Interviewed by Christian Peet

CP: The first time I heard you read, you became my new favorite "poet." It was almost a year later when I saw The Pink Institution. The cover identifies it as “a novel.” In looking at the forms of the individual pieces, especially those of the first and final sections, I might not classify them as fiction. Are they prose / pieces / poems? Cross-genre? Trans-genre? Or do these genre classifications break down at the level of the individual piece?

Looking at your new work, I'm wondering if there is a larger narrative. Are these new works pieces of a novel or some other extended fiction?

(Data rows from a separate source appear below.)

//! Structured item events for timeline tracking and audit.
//!
//! Events give every Plan/Task a chronological log of significant changes:
//! checkpoint confirmations, status flips, blocks, contract updates, forced
//! overrides. Agents read them back through `resume` as a timeline.

use crate::core::time::now_iso;
use serde::{Deserialize, Serialize};
use serde_json::{Map, Value};

pub const EVENT_CREATED: &str = "created";
pub const EVENT_CHECKPOINT: &str = "checkpoint";
pub const EVENT_STATUS: &str = "status";
pub const EVENT_BLOCKED: &str = "blocked";
pub const EVENT_UNBLOCKED: &str = "unblocked";
pub const EVENT_SUBTASK_DONE: &str = "subtask_done";
pub const EVENT_COMMENT: &str = "comment";
pub const EVENT_DEPENDENCY_ADDED: &str = "dependency_added";
pub const EVENT_DEPENDENCY_RESOLVED: &str = "dependency_resolved";
pub const EVENT_CONTRACT_UPDATED: &str = "contract_updated";
pub const EVENT_PLAN_UPDATED: &str = "plan_updated";
pub const EVENT_OVERRIDE: &str = "override";

/// Who caused an event.
#[derive(Debug, Clone, Copy, PartialEq, Eq, Default, Serialize, Deserialize)]
#[serde(rename_all = "lowercase")]
pub enum Actor {
    #[default]
    Ai,
    Human,
    System,
}

/// A single event in an item's history.
#[derive(Debug, Clone, PartialEq, Serialize, Deserialize)]
pub struct TaskEvent {
    /// ISO-8601 UTC timestamp when the event occurred.
    pub timestamp: String,
    pub event_type: String,
    #[serde(default)]
    pub actor: Actor,
    /// What was affected: "" for item level, "step:s:0" / "task:TASK-001" for scoped events.
    #[serde(default)]
    pub target: String,
    #[serde(default)]
    pub data: Map<String, Value>,
}

impl TaskEvent {
    pub fn now(event_type: &str, actor: Actor, target: &str, data: Map<String, Value>) -> Self {
        TaskEvent {
            timestamp: now_iso(),
            event_type: event_type.to_string(),
            actor,
            target: target.to_string(),
            data,
        }
    }

    pub fn created(actor: Actor) -> Self {
        Self::now(EVENT_CREATED, actor, "", Map::new())
    }

    pub fn checkpoint(checkpoint: &str, target: &str, note: &str, actor: Actor) -> Self {
        let mut data = Map::new();
        data.insert("checkpoint".into(), Value::String(checkpoint.to_string()));
        if !note.is_empty() {
            data.insert("note".into(), Value::String(note.to_string()));
        }
        Self::now(EVENT_CHECKPOINT, actor, target, data)
    }

    pub fn status_changed(old: &str, new: &str, actor: Actor) -> Self {
        let mut data = Map::new();
        data.insert("old".into(), Value::String(old.to_string()));
        data.insert("new".into(), Value::String(new.to_string()));
        Self::now(EVENT_STATUS, actor, "", data)
    }

    pub fn blocked(reason: &str, target: &str, actor: Actor) -> Self {
        let mut data = Map::new();
        data.insert("reason".into(), Value::String(reason.to_string()));
        Self::now(EVENT_BLOCKED, actor, target, data)
    }

    pub fn unblocked(target: &str, actor: Actor) -> Self {
        Self::now(EVENT_UNBLOCKED, actor, target, Map::new())
    }

    pub fn comment(text: &str, target: &str, actor: Actor) -> Self {
        let mut data = Map::new();
        data.insert("text".into(), Value::String(text.to_string()));
        Self::now(EVENT_COMMENT, actor, target, data)
    }

    pub fn dependency_added(depends_on: &str, actor: Actor) -> Self {
        let mut data = Map::new();
        data.insert("depends_on".into(), Value::String(depends_on.to_string()));
        Self::now(EVENT_DEPENDENCY_ADDED, actor, "", data)
    }

    pub fn dependency_resolved(depends_on: &str, actor: Actor) -> Self {
        let mut data = Map::new();
        data.insert("depends_on".into(), Value::String(depends_on.to_string()));
        Self::now(EVENT_DEPENDENCY_RESOLVED, actor, "", data)
    }

    pub fn contract_updated(version: u64, note: &str, actor: Actor) -> Self {
        let mut data = Map::new();
        data.insert("version".into(), Value::Number(version.into()));
        if !note.is_empty() {
            data.insert("note".into(), Value::String(note.to_string()));
        }
        Self::now(EVENT_CONTRACT_UPDATED, actor, "", data)
    }

    pub fn plan_updated(contract_version: u64, actor: Actor) -> Self {
        let mut data = Map::new();
        data.insert(
            "contract_version".into(),
            Value::Number(contract_version.into()),
        );
        Self::now(EVENT_PLAN_UPDATED, actor, "", data)
    }

    /// Forced gate bypass; `operation` names the intent that was forced.
    pub fn override_event(operation: &str, reason: &str, target: &str) -> Self {
        let mut data = Map::new();
        data.insert("operation".into(), Value::String(operation.to_string()));
        data.insert("reason".into(), Value::String(reason.to_string()));
        Self::now(EVENT_OVERRIDE, Actor::Ai, target, data)
    }

    pub fn to_value(&self) -> Value {
        serde_json::to_value(self).unwrap_or(Value::Null)
    }
}

#[cfg(test)]
mod tests {
    use super::*;

    #[test]
    fn test_checkpoint_event_payload() {
        let ev = TaskEvent::checkpoint("criteria", "step:s:0", "looks good", Actor::Ai);
        assert_eq!(ev.event_type, EVENT_CHECKPOINT);
        assert_eq!(ev.target, "step:s:0");
        assert_eq!(ev.data.get("checkpoint").unwrap(), "criteria");
        assert_eq!(ev.data.get("note").unwrap(), "looks good");
    }

    #[test]
    fn test_actor_serializes_lowercase() {
        let ev = TaskEvent::created(Actor::System);
        let value = ev.to_value();
        assert_eq!(value.get("actor").unwrap(), "system");
    }

    #[test]
    fn test_override_event_records_operation() {
        let ev = TaskEvent::override_event("complete:DONE", "hotfix window", "task:TASK-001");
        assert_eq!(ev.event_type, EVENT_OVERRIDE);
        assert_eq!(ev.data.get("operation").unwrap(), "complete:DONE");
        assert_eq!(ev.data.get("reason").unwrap(), "hotfix window");
    }

    #[test]
    fn test_dependency_events_carry_the_id() {
        let added = TaskEvent::dependency_added("TASK-002", Actor::Ai);
        assert_eq!(added.event_type, EVENT_DEPENDENCY_ADDED);
        assert_eq!(added.data.get("depends_on").unwrap(), "TASK-002");

        let resolved = TaskEvent::dependency_resolved("TASK-002", Actor::System);
        assert_eq!(resolved.event_type, EVENT_DEPENDENCY_RESOLVED);
        assert_eq!(resolved.data.get("depends_on").unwrap(), "TASK-002");
        assert_eq!(resolved.actor, Actor::System);
    }
}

SS: These pieces are part of a larger, book length narrative. I would identify that “narrative” as a collection of images that have intersected and conjoined through time in such a way that feels right—inexhaustible, non negotiable. I am interested in the articulations that erupt as a result of these images being in relation. This is a process I would call “narrative.” Like a weed growing between two concrete blocks of an interstate overpass. Despite smog and lack of nourishment, certain conditions are present so that a manifestation arises from the space between the edges of those blocks. I feel narrative as inevitable, evolutionary, like interstate weeds. Where there are things and conditions, there is narrative.

The trick is breaking the images until they yield the most poignant set of articulations. . . then arranging those articulations into a larger pattern that feels honest, is not exclusive, and has a poignance that deserves visibility [enter self doubt]. The trick of waiting, seeing, risking, failing.

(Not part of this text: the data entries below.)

use tabledom::Document;
use tabledom::Event;
use tableview_lib::Notice;
use tableview_lib::TableEngine;
use tableview_lib::collab::CallLog;
use tableview_lib::collab::CollaboratorCall;
use tableview_lib::collab::ConfirmOutcome;
use tableview_lib::collab::ConfirmRequest;
use tableview_lib::collab::RecordingDialog;
use tableview_lib::collab::RecordingDrawer;
use tableview_lib::collab::SubmitResult;
use tableview_lib::config::BulkActionConfig;
use tableview_lib::config::ColumnConfig;
use tableview_lib::config::TableConfig;
use tableview_lib::config::Variant;
use tableview_lib::history::MemoryAddressBar;
use tableview_lib::model::Row;
use tableview_lib::model::TableId;
use tableview_lib::remote::RecordedRequest;
use tableview_lib::remote::StaticRenderService;

// =============================================================================
// Helpers
// =============================================================================

const USERS: &str = r#"
<div id="users-card">
  <div id="users-bulk" data-bulk-mode="false">
    <span id="users-bulk-count">0</span>
    <button id="users-bulk-select-all">Select all</button>
    <button id="users-bulk-cancel">Cancel</button>
    <button id="users-bulk-delete" data-bulk-action="delete">Delete</button>
    <button id="users-bulk-export" data-bulk-action="export">Export</button>
  </div>
  <table id="users">
    <thead><tr><th><input type="checkbox" id="users-select-all"/></th><th>Name</th></tr></thead>
    <tbody id="users-body"></tbody>
  </table>
</div>"#;

const PEOPLE: &str = r#"
<div id="people-card">
  <table id="people">
    <tbody id="people-body">
      <tr data-id="7" data-name="Ada">
        <td>Ada</td>
        <td>
          <button id="edit-7" class="action-btn" data-action="edit" data-id="7"
                  data-edit-url="/people/edit" data-drawer-title="Edit Ada">Edit</button>
          <button id="delete-7" class="action-btn" data-action="delete" data-id="7"
                  data-delete-url="/people/delete" data-item-name="Ada">Delete</button>
          <button id="activate-7" class="action-btn" data-action="activate" data-id="7"
                  data-activate-url="/people/activate" data-item-name="Ada">Activate</button>
        </td>
      </tr>
    </tbody>
  </table>
</div>"#;

struct Harness {
    engine: TableEngine,
    service: StaticRenderService,
    log: CallLog,
}

fn users_config() -> TableConfig {
    TableConfig::local("users")
        .with_column(ColumnConfig::new("name", "Name"))
        .with_bulk_action(
            BulkActionConfig::new("delete", "Delete")
                .with_endpoint("/users/bulk-delete")
                .with_requires_attr("deletable"),
        )
        .with_bulk_action(BulkActionConfig::new("export", "Export"))
}

fn harness(markup: &str, address: &str) -> Harness {
    let service = StaticRenderService::new()
        .route("/users/bulk-delete", "ok")
        .fail("/users/bulk-fail", 500);
    let log = CallLog::new();
    let engine = TableEngine::builder()
        .document(Document::parse(markup).unwrap())
        .service(service.clone())
        .address_bar(MemoryAddressBar::parse(address).unwrap())
        .dialog(RecordingDialog::new(log.clone()))
        .drawer(RecordingDrawer::new(log.clone()))
        .build();
    Harness { engine, service, log }
}

fn users_harness() -> Harness {
    let mut h = harness(USERS, "https://app.test/users");
    assert!(h.engine.initialize(users_config()));
    let rows = vec![
        Row::new("1").set("name", "Ada").set("deletable", true),
        Row::new("2").set("name", "Bob").set("deletable", false),
        Row::new("3").set("name", "Cy").set("deletable", true),
    ];
    assert!(h.engine.set_rows("users", rows));
    h
}

fn people_harness() -> Harness {
    let mut h = harness(PEOPLE, "https://app.test/people");
    assert!(h.engine.initialize(TableConfig::local("people")));
    h
}

fn button(engine: &TableEngine, id: &str) -> (bool, bool) {
    let element = engine.document().get(id).unwrap();
    (element.disabled, element.hidden)
}

// =============================================================================
// Bulk actions
// =============================================================================

#[tokio::test]
async fn test_bulk_button_follows_required_attribute() {
    let mut h = users_harness();
    assert_eq!(button(&h.engine, "users-bulk-delete"), (true, true));

    h.engine.dispatch(Event::check("users-check-1", true)).await;
    assert_eq!(button(&h.engine, "users-bulk-delete"), (false, false));

    h.engine.dispatch(Event::check("users-check-2", true)).await;
    assert_eq!(button(&h.engine, "users-bulk-delete"), (true, true));
    // Export has no requirement.
    assert_eq!(button(&h.engine, "users-bulk-export"), (false, false));

    // Disabled buttons do nothing.
    h.engine.dispatch(Event::click("users-bulk-delete")).await;
    assert!(h.log.calls().is_empty());
    assert!(!h.engine.awaiting_confirmation());

    h.engine.dispatch(Event::check("users-check-2", false)).await;
    assert_eq!(button(&h.engine, "users-bulk-delete"), (false, false));
}

#[tokio::test]
async fn test_confirmed_bulk_action_posts_and_clears() {
    let mut h = users_harness();
    h.engine.dispatch(Event::check("users-check-3", true)).await;
    h.engine.dispatch(Event::check("users-check-1", true)).await;
    h.engine.take_notices();

    h.engine.dispatch(Event::click("users-bulk-delete")).await;
    assert!(h.engine.awaiting_confirmation());
    assert_eq!(
        h.log.calls(),
        vec![CollaboratorCall::Confirm(ConfirmRequest {
            title: "Confirm Action".to_string(),
            message: "Are you sure you want to delete 2 item(s)?".to_string(),
            confirm_label: "Delete".to_string(),
            cancel_label: "Cancel".to_string(),
            variant: Variant::Default,
        })]
    );

    h.engine.confirm_outcome(ConfirmOutcome::confirmed()).await;
    assert_eq!(
        h.service.requests(),
        vec![RecordedRequest::Post(
            "https://app.test/users/bulk-delete".to_string(),
            vec![
                ("id".to_string(), "1".to_string()),
                ("id".to_string(), "3".to_string()),
            ],
        )]
    );
    assert_eq!(h.log.calls().last(), Some(&CollaboratorCall::Close));
    assert!(h.engine.selected("users").is_empty());
    assert!(!h.engine.awaiting_confirmation());
    assert_eq!(
        h.engine.take_notices(),
        vec![Notice::SelectionChanged {
            table: TableId::new("users"),
            count: 0
        }]
    );
    assert_eq!(
        h.engine.document().get("users-bulk").unwrap().data_value("bulk-mode"),
        Some("false")
    );
}

#[tokio::test]
async fn test_failed_bulk_post_keeps_selection() {
    let mut h = harness(USERS, "https://app.test/users");
    h.engine.initialize(
        TableConfig::local("users")
            .with_bulk_action(BulkActionConfig::new("delete", "Delete").with_endpoint("/users/bulk-fail")),
    );
    h.engine.set_rows("users", vec![Row::new("1").set("name", "Ada")]);
    h.engine.dispatch(Event::check("users-check-1", true)).await;

    h.engine.dispatch(Event::click("users-bulk-delete")).await;
    h.engine.confirm_outcome(ConfirmOutcome::confirmed()).await;

    assert_eq!(h.service.requests().len(), 1);
    assert_eq!(h.engine.selected("users"), vec!["1".to_string()]);
    assert_eq!(h.log.calls().last(), Some(&CollaboratorCall::Close));
}

#[tokio::test]
async fn test_cancelled_bulk_action_posts_nothing() {
    let mut h = users_harness();
    h.engine.dispatch(Event::check("users-check-1", true)).await;
    h.engine.dispatch(Event::click("users-bulk-delete")).await;
    h.engine.confirm_outcome(ConfirmOutcome::cancelled()).await;

    assert!(h.service.requests().is_empty());
    assert_eq!(h.engine.selected("users"), vec!["1".to_string()]);
    assert_eq!(h.log.calls().len(), 2);
}

#[tokio::test]
async fn test_bulk_action_without_endpoint_is_handed_to_host() {
    let mut h = users_harness();
    h.engine.dispatch(Event::click("users-bulk-select-all")).await;
    assert_eq!(h.engine.selected("users").len(), 3);
    h.engine.take_notices();

    h.engine.dispatch(Event::click("users-bulk-export")).await;
    assert_eq!(
        h.engine.take_notices(),
        vec![Notice::BulkAction {
            table: TableId::new("users"),
            action: "export".to_string(),
            ids: vec!["1".to_string(), "2".to_string(), "3".to_string()],
        }]
    );
    assert!(h.log.calls().is_empty());
    assert!(h.service.requests().is_empty());
}

// =============================================================================
// Row actions
// =============================================================================

#[tokio::test]
async fn test_delete_confirmed_by_dialog_request() {
    let mut h = people_harness();
    h.engine.dispatch(Event::click("delete-7")).await;
    assert_eq!(
        h.log.calls(),
        vec![CollaboratorCall::Confirm(ConfirmRequest {
            title: "Confirm Delete".to_string(),
            message: "Are you sure you want to delete Ada?".to_string(),
            confirm_label: "Delete".to_string(),
            cancel_label: "Cancel".to_string(),
            variant: Variant::Danger,
        })]
    );

    h.engine
        .confirm_outcome(ConfirmOutcome::completed("/people/delete?id=7"))
        .await;
    assert_eq!(h.log.calls().len(), 2);
    assert_eq!(h.log.calls()[1], CollaboratorCall::Close);
    // The dialog sent the request itself.
    assert!(h.service.requests().is_empty());
    assert!(!h.engine.awaiting_confirmation());
}

#[tokio::test]
async fn test_row_action_posts_when_confirmed() {
    let mut h = people_harness();
    h.service.set_route("/people/activate", Ok("ok".to_string()));
    h.engine.dispatch(Event::click("activate-7")).await;
    match h.log.calls().first() {
        Some(CollaboratorCall::Confirm(request)) => {
            assert_eq!(request.title, "Confirm Activation");
            assert_eq!(request.variant, Variant::Primary);
        }
        other => panic!("expected confirmation, got {other:?}"),
    }

    h.engine.confirm_outcome(ConfirmOutcome::confirmed()).await;
    assert_eq!(
        h.service.requests(),
        vec![RecordedRequest::Post(
            "https://app.test/people/activate?id=7".to_string(),
            Vec::new()
        )]
    );
}

#[tokio::test]
async fn test_failed_row_action_closes_dialog() {
    let mut h = people_harness();
    h.engine.dispatch(Event::click("delete-7")).await;
    h.engine
        .confirm_outcome(ConfirmOutcome::failed("/people/delete?id=7"))
        .await;
    assert_eq!(h.log.calls().last(), Some(&CollaboratorCall::Close));
    assert!(!h.engine.awaiting_confirmation());
}

#[tokio::test]
async fn test_edit_opens_drawer_and_refreshes_on_save() {
    let mut h = people_harness();
    h.engine.dispatch(Event::click("edit-7")).await;
    assert_eq!(
        h.log.calls(),
        vec![CollaboratorCall::OpenDrawer {
            title: "Edit Ada".to_string(),
            url: "https://app.test/people/edit?id=7".to_string(),
        }]
    );

    h.engine
        .drawer_submitted(SubmitResult::error("Name is required"))
        .await;
    assert_eq!(
        h.log.calls().last(),
        Some(&CollaboratorCall::ShowError("Name is required".to_string()))
    );

    h.engine.drawer_submitted(SubmitResult::ok()).await;
    assert_eq!(h.log.calls().last(), Some(&CollaboratorCall::Close));
    assert_eq!(h.log.calls().len(), 3);
    // The row survives the local re-render.
    assert!(h.engine.document().contains("people-row-7"));
}

#[tokio::test]
async fn test_row_action_without_dialog_is_skipped() {
    let mut engine = TableEngine::builder()
        .document(Document::parse(PEOPLE).unwrap())
        .build();
    engine.initialize(TableConfig::local("people"));
    engine.dispatch(Event::click("delete-7")).await;
    assert!(!engine.awaiting_confirmation());
}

Is this work fiction? Trans-genre? I don’t know. I recently went through a period in which I was so hung up on what genre I was writing in that it became debilitating. During this time the election was going on and I dealt with it by reading loser’s points of view through history. I started to read Japanese accounts of Hiroshima, which re-triggered years of previous Holocaust readings.

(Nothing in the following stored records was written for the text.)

impl TableConfig {
    pub fn local(id: impl Into<TableId>) -> Self {
        Self {
            id: id.into(),
            mode: TableMode::Local,
            pagination: PaginationMode::Offset,
            page_size: None,
            default_sort: None,
            bulk_enabled: false,
            bulk_actions: Vec::new(),
            columns: Vec::new(),
        }
    }

    pub fn remote(id: impl Into<TableId>, endpoints: RemoteEndpoints) -> Self {
        Self {
            mode: TableMode::Remote(endpoints),
            ..Self::local(id)
        }
    }

    pub fn with_pagination(mut self, mode: PaginationMode) -> Self {
        self.pagination = mode;
        self
    }

    pub fn with_page_size(mut self, size: u32) -> Self {
        self.page_size = Some(size.max(1));
        self
    }

    pub fn with_default_sort(mut self, sort: Sort) -> Self {
        self.default_sort = Some(sort);
        self
    }

    pub fn with_bulk_action(mut self, action: BulkActionConfig) -> Self {
        self.bulk_enabled = true;
        self.bulk_actions.push(action);
        self
    }

    pub fn with_bulk_enabled(mut self, enabled: bool) -> Self {
        self.bulk_enabled = enabled;
        self
    }

    pub fn with_column(mut self, column: ColumnConfig) -> Self {
        self.columns.push(column);
        self
    }

    pub fn is_remote(&self) -> bool {
        matches!(self.mode, TableMode::Remote(_))
    }

    pub fn endpoints(&self) -> Option<&RemoteEndpoints> {
        match &self.mode {
            TableMode::Remote(endpoints) => Some(endpoints),
            TableMode::Local => None,
        }
    }

    pub fn bulk_action(&self, key: &str) -> Option<&BulkActionConfig> {
        self.bulk_actions.iter().find(|a| a.key == key)
    }

    /// Columns searched by free text; empty means every attribute.
    pub fn search_columns(&self) -> Vec<String> {
        self.columns
            .iter()
            .filter(|c| c.searchable)
            .map(|c| c.key.clone())
            .collect()
    }

    /// Read a table's configuration from the `data-*` attributes of its
    /// card (`{id}-card`) and table (`{id}`) elements.
    ///
    /// Returns `None` if the table element is missing.
    pub fn discover(document: &Document, id: &str) -> Option<Self> {
        let table = document.get(id)?;
        let card = document.get(&format!("{id}-card"));
        let read = |key: &str| -> Option<String> {
            table
                .data_value(key)
                .or_else(|| card.and_then(|c| c.data_value(key)))
                .filter(|v| !v.is_empty())
                .map(str::to_string)
        };

        let mut config = Self::local(id);
        if let Some(pagination_url) = read("pagination-url") {
            let server = read("server-pagination").is_none_or(|v| v == "true");
            if server {
                config.mode = TableMode::Remote(RemoteEndpoints {
                    pagination_url,
                    body_url: read("pagination-body-url"),
                    refresh_url: read("refresh-url"),
                });
            }
        }
        if read("pagination-mode").as_deref() == Some("cursor") {
            config.pagination = PaginationMode::Cursor;
        }
        config.page_size = read("page-size").and_then(|s| s.parse().ok()).filter(|&n| n > 0);
        config.default_sort = read("default-sort").map(|column| Sort {
            column,
            direction: read("default-direction")
                .and_then(|d| Direction::parse(&d))
                .unwrap_or_default(),
        });
        config.bulk_enabled = read("bulk-enabled").as_deref() == Some("true");

        let scope = card.unwrap_or(table);
        config.bulk_actions = tabledom::element::collect(scope, &|e| e.data.contains_key("bulk-action"))
            .into_iter()
            .map(bulk_action_from_element)
            .collect();
        config.columns = tabledom::element::collect(table, &|e| e.tag == "th" && e.data.contains_key("sort"))
            .into_iter()
            .filter_map(|th| {
                let key = th.data_value("sort")?.to_string();
                Some(ColumnConfig::new(key, th.text_content()))
            })
            .collect();

        Some(config)
    }
}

After atrocities forms emerge, often called avant-garde forms. Looking at avant-garde as a literal translation, these forms may be “forward looking” but they feel more to me like forms of present moment witness. How does one speak after a violence that literally reconfigures the cellular structure of things, that, in its erasure, records the shadow of what is no longer present? Out of necessity forms arise to speak a language that must also speak these losses and transfigurations.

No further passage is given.